ハイカロリーラヴァーズ


 スマホと財布を握ったまま、動けなかった。どれくらい時間が経っただろう。青司はどこに居るのか。東京の、どこに居るの。

 ホテルの前でしゃがんで居ると、1台のタクシーがすうっと停車したのが見えた。

 降り立つ、背の高い男性の姿。デニムと、黒いパーカーを着て、茶色い頭の。

「……華!」

「青司……」

 駆け寄るって来る青司。ああ、青司だ。「crimsonの青司」じゃなくて、あたしの知っている青司だ。

 立ち上がって、手を伸ばす。力いっぱいその手を引かれて、抱き締められた。すっぽりおさまって、温かい。

 ライブの後、シャワー浴びて来たのかな。ボサボサの頭で、良い匂いがする。

「なにしてんの。風邪ひくだろ」

「だって、部屋ナンバー言うの、忘れて」

「馬鹿」

 顔が涙でぐちゃぐちゃになってるよね、きっと。
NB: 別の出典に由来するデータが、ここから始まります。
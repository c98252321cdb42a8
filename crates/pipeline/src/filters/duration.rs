//! Filter that sizes the pools to the trip length.
//!
//! Caps the location pool to three sightseeing slots per day and drops
//! transport whose estimated travel time exceeds four hours. Travel time
//! comes from a free-text field, so parsing is best-effort with a fixed
//! default for unparseable values.

use crate::context::FilterContext;
use crate::traits::FilterStage;
use anyhow::Result;
use travel_data::{Preferences, Rated};

/// Assumed sightseeing slots per day.
pub const SIGHTSEEING_SLOTS_PER_DAY: usize = 3;

/// Transport legs longer than this are dropped.
const MAX_TRAVEL_HOURS: f32 = 4.0;

/// Assumed travel time when the duration text is unparseable.
const DEFAULT_TRAVEL_HOURS: f32 = 2.0;

/// Parse a free-text trip duration into hours.
///
/// Handles "2h 30m", "150 min", "3 hours", and bare numbers (taken as
/// hours). Anything unparseable falls back to 2 hours.
pub fn parse_travel_hours(text: &str) -> f32 {
    let text = text.trim().to_lowercase();
    let mut total = 0.0_f32;
    let mut found_unit = false;
    let mut pending: Option<f32> = None;

    let mut chars = text.chars().peekable();
    while let Some(&c) = chars.peek() {
        if c.is_ascii_digit() || c == '.' {
            let mut number = String::new();
            while let Some(&c) = chars.peek() {
                if c.is_ascii_digit() || c == '.' {
                    number.push(c);
                    chars.next();
                } else {
                    break;
                }
            }
            pending = number.parse().ok();
        } else if c.is_alphabetic() {
            let mut unit = String::new();
            while let Some(&c) = chars.peek() {
                if c.is_alphabetic() {
                    unit.push(c);
                    chars.next();
                } else {
                    break;
                }
            }
            if let Some(value) = pending.take() {
                if unit.starts_with('h') {
                    total += value;
                    found_unit = true;
                } else if unit.starts_with('m') {
                    total += value / 60.0;
                    found_unit = true;
                }
            }
        } else {
            chars.next();
        }
    }

    if found_unit {
        total
    } else if let Some(bare) = pending {
        bare
    } else {
        DEFAULT_TRAVEL_HOURS
    }
}

/// Sizes the location pool to the trip and drops slow transport.
pub struct DurationFilter;

impl FilterStage for DurationFilter {
    fn name(&self) -> &str {
        "DurationFilter"
    }

    fn applies(&self, preferences: &Preferences) -> bool {
        preferences.duration > 0
    }

    fn handle(&self, mut context: FilterContext) -> Result<FilterContext> {
        let slots = context.preferences.duration as usize * SIGHTSEEING_SLOTS_PER_DAY;

        context
            .pools
            .locations
            .sort_by(|a, b| b.item.rating_or_zero().total_cmp(&a.item.rating_or_zero()));
        context.pools.locations.truncate(slots);

        context
            .pools
            .transports
            .retain(|s| parse_travel_hours(&s.item.duration) <= MAX_TRAVEL_HOURS);

        Ok(context)
    }
}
青司はあたしの頬を手のひらで拭ってくれた。鼻水も出てるんだけど、それも拭いてくれる。

「なんだか、青司が遠くに行ってしまいそうで。あたしの知らない青司が増えていくみたいで」

「なんだよ。あたしが居るから大丈夫とか言ってたくせに」

 そう。偉そうに言ったけど、知らない面を見ると不安になる。

「大丈夫だけど……大丈夫じゃないの。青司じゃないと、だめ」

「遠くになんか行かないよ」

 泣いたりしてたのは青司の方だったのに。仕事抜けて会いに来たりして。ファンに見つかったらどうするつもり?

 予備校の中で秘密の恋。そして、青司はきっと有名になる。これからも、秘密の恋。

「なんかあたし達、内緒で会ってばっかりだよね」

「そうだな……と」

 すぐそばで着信音がする。握ったスマホは静かにしているし、あたしじゃない。青司がデニムのポケットからスマホを出す。電話が来ている様子だった。

「……マネージャーだ」

 ゴメンという表情で、電話に出る。

「はい、はい……そうです。はい、分かりました」

 随分と早く電話を終わらせた。